Number of lines below with the word "feedback": state it and write nothing more.

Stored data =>
[Start of Attachment]
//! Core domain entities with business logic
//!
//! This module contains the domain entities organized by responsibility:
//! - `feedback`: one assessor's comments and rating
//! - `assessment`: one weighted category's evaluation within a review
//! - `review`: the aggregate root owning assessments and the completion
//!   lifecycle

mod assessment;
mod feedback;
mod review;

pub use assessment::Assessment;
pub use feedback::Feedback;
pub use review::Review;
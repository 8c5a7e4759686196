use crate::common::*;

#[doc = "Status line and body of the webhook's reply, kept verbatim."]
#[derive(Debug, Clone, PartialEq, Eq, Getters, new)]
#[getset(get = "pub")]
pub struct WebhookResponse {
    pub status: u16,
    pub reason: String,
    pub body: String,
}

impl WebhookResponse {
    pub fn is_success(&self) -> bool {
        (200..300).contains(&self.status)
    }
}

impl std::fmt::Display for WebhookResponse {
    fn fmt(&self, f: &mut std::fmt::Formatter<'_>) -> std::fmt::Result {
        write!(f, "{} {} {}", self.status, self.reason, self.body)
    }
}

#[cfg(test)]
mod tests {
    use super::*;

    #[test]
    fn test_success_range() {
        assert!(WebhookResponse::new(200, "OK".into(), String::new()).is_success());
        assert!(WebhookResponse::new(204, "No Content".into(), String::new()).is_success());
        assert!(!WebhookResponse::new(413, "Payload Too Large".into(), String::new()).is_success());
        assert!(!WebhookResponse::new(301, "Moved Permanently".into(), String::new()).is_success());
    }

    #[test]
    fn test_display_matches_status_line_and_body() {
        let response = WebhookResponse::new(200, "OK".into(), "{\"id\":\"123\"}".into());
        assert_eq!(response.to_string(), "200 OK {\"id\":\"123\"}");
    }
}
[End of Attachment]
Response area => 3